About this task:
Reproduce exactly, and only, the lines running from the start of the entries below to the line containing "let conn = pool.get().map_err(|e|".

[Stored items]
:::

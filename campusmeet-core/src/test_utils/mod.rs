//! Shared fixtures for unit and integration tests

pub mod fixtures;
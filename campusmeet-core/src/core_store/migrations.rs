//! Database migrations for the SQLite document store
//!
//! Versioned migrations applied atomically and tracked in the
//! schema_version table.

use super::errors::{StoreError, StoreResult};
use r2d2::Pool;
use r2d2_sqlite::SqliteConnectionManager;
use rusqlite::params;
use std::time::{SystemTime, UNIX_EPOCH};

/// Current schema version for the document store
pub const CURRENT_SCHEMA_VERSION: i32 = 1;

/// Migration descriptor
pub struct Migration {
    pub version: i32,
    pub description: &'static str,
    pub up_sql: &'static str,
}

/// All available migrations in order
pub fn get_migrations() -> Vec<Migration> {
    vec![Migration {
        version: 1,
        description: "Initial document table",
        up_sql: r#"
            -- Documents keyed by (collection path, id), JSON bodies
            CREATE TABLE IF NOT EXISTS documents (
                collection TEXT NOT NULL,
                id TEXT NOT NULL,
                body TEXT NOT NULL,
                PRIMARY KEY (collection, id)
            );

            CREATE INDEX IF NOT EXISTS idx_documents_collection ON documents(collection);
        "#,
    }]
}

/// Apply any migrations newer than the recorded schema version
pub fn migrate(pool: &Pool<SqliteConnectionManager>) -> StoreResult<()> {
    let conn = pool.get().map_err(|e| StoreError::Pool(e.to_string()))?;

    conn.execute(
        "CREATE TABLE IF NOT EXISTS schema_version (
            version INTEGER PRIMARY KEY,
            applied_at INTEGER NOT NULL
        )",
        [],
    )?;

    let applied: i32 = conn.query_row(
        "SELECT COALESCE(MAX(version), 0) FROM schema_version",
        [],
        |row| row.get(0),
    )?;

    for migration in get_migrations() {
        if migration.version <= applied {
            continue;
        }
        let tx = conn.unchecked_transaction()?;
        tx.execute_batch(migration.up_sql)?;
        tx.execute(
            "INSERT INTO schema_version (version, applied_at) VALUES (?, ?)",
            params![migration.version, now_millis()],
        )?;
        tx.commit()?;
        tracing::info!(
            version = migration.version,
            description = migration.description,
            "applied store migration"
        );
    }

    Ok(())
}

fn now_millis() -> i64 {
    SystemTime::now()
        .duration_since(UNIX_EPOCH)
        .map(|d| d.as_millis() as i64)
        .unwrap_or(0)
}

#[cfg(test)]
mod tests {
    use super::*;

    #[test]
    fn test_migrate_is_repeatable() {
        let manager = SqliteConnectionManager::memory();
        let pool = Pool::builder().max_size(1).build(manager).unwrap();

        migrate(&pool).unwrap();
        migrate(&pool).unwrap();

        let conn = pool.get().unwrap();
        let version: i32 = conn
            .query_row(
                "SELECT COALESCE(MAX(version), 0) FROM schema_version",
                [],
                |row| row.get(0),
            )
            .unwrap();
        assert_eq!(version, CURRENT_SCHEMA_VERSION);
    }
}
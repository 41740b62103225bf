//! CampusMeet core engine
//!
//! Backend engine for a campus event-meetup app: capacity-bounded group
//! events, join/leave/ban membership, a friend-request -> friendship social
//! graph, and membership-gated chat streams.
//!
//! ## Architecture
//!
//! - **core_store**: abstract document store with per-document atomic
//!   operations (memory and SQLite backends)
//! - **core_auth**: identity and captcha capability seams, consumed as traits
//! - **core_social**: the engines — membership, social graph, chat access —
//!   plus the async service facade request handlers call into
//!
//! HTTP transport, routing, and the identity provider itself live outside
//! this crate; handlers pass bearer tokens in and map error kinds out.

pub mod config;
pub mod core_auth;
pub mod core_social;
pub mod core_store;
pub mod logging;
pub mod test_utils;

pub use logging::{init_logging, LogLevel};
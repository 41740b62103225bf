//! Error types for the store subsystem

use thiserror::Error;

/// Errors that can occur in the document store
#[derive(Debug, Error)]
pub enum StoreError {
    /// Backend I/O or query failure
    #[error("Backend error: {0}")]
    Backend(String),

    /// Document body could not be (de)serialized
    #[error("Serialization error: {0}")]
    Serialization(String),

    /// Connection pool exhausted or unavailable
    #[error("Connection pool error: {0}")]
    Pool(String),
}

/// Result type for store operations
pub type StoreResult<T> = Result<T, StoreError>;

impl From<rusqlite::Error> for StoreError {
    fn from(err: rusqlite::Error) -> Self {
        StoreError::Backend(err.to_string())
    }
}

impl From<serde_json::Error> for StoreError {
    fn from(err: serde_json::Error) -> Self {
        StoreError::Serialization(err.to_string())
    }
}

impl From<r2d2::Error> for StoreError {
    fn from(err: r2d2::Error) -> Self {
        StoreError::Pool(err.to_string())
    }
}
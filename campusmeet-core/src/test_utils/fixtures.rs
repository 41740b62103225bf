//! Builders for the documents and identities tests work with

use crate::core_auth::UserIdentity;
use crate::core_social::{NewEvent, Timestamp, UserProfile};
use crate::core_store::{to_fields, DocumentStore, MemoryStore};
use std::sync::Arc;

/// Fresh in-memory store
pub fn memory_store() -> Arc<dyn DocumentStore> {
    Arc::new(MemoryStore::new())
}

/// Resolved identity without going through an authenticator
pub fn identity(uid: &str, name: &str) -> UserIdentity {
    UserIdentity::new(uid, name)
}

/// Write a minimal profile document for a user
pub fn seed_profile(store: &dyn DocumentStore, uid: &str, name: &str, title: &str) {
    let profile = UserProfile {
        name: name.to_string(),
        email: format!("{uid}@campus.edu"),
        bio: String::new(),
        title: title.to_string(),
        created_at: Timestamp::now(),
    };
    store
        .set_merge("users", uid, to_fields(&profile).unwrap())
        .unwrap();
}

/// Valid event input with the given capacity
pub fn sample_event(max_people: u32) -> NewEvent {
    NewEvent {
        title: "Badminton Doubles".to_string(),
        category: "Sports".to_string(),
        location: "Rec Center".to_string(),
        max_people,
        event_date: "2026-09-01".to_string(),
        event_time: "18:00".to_string(),
    }
}
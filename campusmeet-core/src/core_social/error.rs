//! Engine error kinds surfaced to request handlers
//!
//! Handlers map these to transport-level responses; the engines never retry
//! and never swallow a failure.

use crate::core_store::StoreError;
use thiserror::Error;

#[derive(Debug, Error)]
pub enum EngineError {
    /// No or invalid caller identity
    #[error("Authentication required")]
    Unauthenticated,

    /// Event, request, or friendship absent
    #[error("Not found: {0}")]
    NotFound(String),

    /// Caller lacks the required role (not creator, not member, banned)
    #[error("Permission denied: {0}")]
    Forbidden(String),

    /// Event is at capacity
    #[error("Event is full")]
    Capacity,

    /// Duplicate state, e.g. already friends
    #[error("Conflict: {0}")]
    Conflict(String),

    /// Missing or malformed input
    #[error("Invalid argument: {0}")]
    InvalidArgument(String),

    /// Transient store failure; handlers report these as server errors
    #[error("Store unavailable: {0}")]
    Unavailable(#[from] StoreError),
}

/// Result type for engine operations
pub type EngineResult<T> = Result<T, EngineError>;
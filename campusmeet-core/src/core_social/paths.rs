//! Collection paths for the documents the engines own

use super::types::{EventId, PairId, UserId};

pub const EVENTS: &str = "events";
pub const USERS: &str = "users";

pub fn friends(uid: &UserId) -> String {
    format!("users/{uid}/friends")
}

pub fn friend_requests(uid: &UserId) -> String {
    format!("users/{uid}/friend_requests")
}

pub fn sent_requests(uid: &UserId) -> String {
    format!("users/{uid}/sent_requests")
}

pub fn event_messages(event_id: &EventId) -> String {
    format!("events/{event_id}/messages")
}

pub fn direct_messages(pair: &PairId) -> String {
    format!("direct_messages/{pair}/messages")
}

:::

Response area:
filename campusmeet-core/src/test_utils/mod.rs
//! Shared fixtures for unit and integration tests

pub mod fixtures;
filename campusmeet-core/src/core_store/migrations.rs
//! Database migrations for the SQLite document store
//!
//! Versioned migrations applied atomically and tracked in the
//! schema_version table.

use super::errors::{StoreError, StoreResult};
use r2d2::Pool;
use r2d2_sqlite::SqliteConnectionManager;
use rusqlite::params;
use std::time::{SystemTime, UNIX_EPOCH};

/// Current schema version for the document store
pub const CURRENT_SCHEMA_VERSION: i32 = 1;

/// Migration descriptor
pub struct Migration {
    pub version: i32,
    pub description: &'static str,
    pub up_sql: &'static str,
}

/// All available migrations in order
pub fn get_migrations() -> Vec<Migration> {
    vec![Migration {
        version: 1,
        description: "Initial document table",
        up_sql: r#"
            -- Documents keyed by (collection path, id), JSON bodies
            CREATE TABLE IF NOT EXISTS documents (
                collection TEXT NOT NULL,
                id TEXT NOT NULL,
                body TEXT NOT NULL,
                PRIMARY KEY (collection, id)
            );

            CREATE INDEX IF NOT EXISTS idx_documents_collection ON documents(collection);
        "#,
    }]
}

/// Apply any migrations newer than the recorded schema version
pub fn migrate(pool: &Pool<SqliteConnectionManager>) -> StoreResult<()> {
    let conn = pool.get().map_err(|e| StoreError::Pool(e.to_string()))?;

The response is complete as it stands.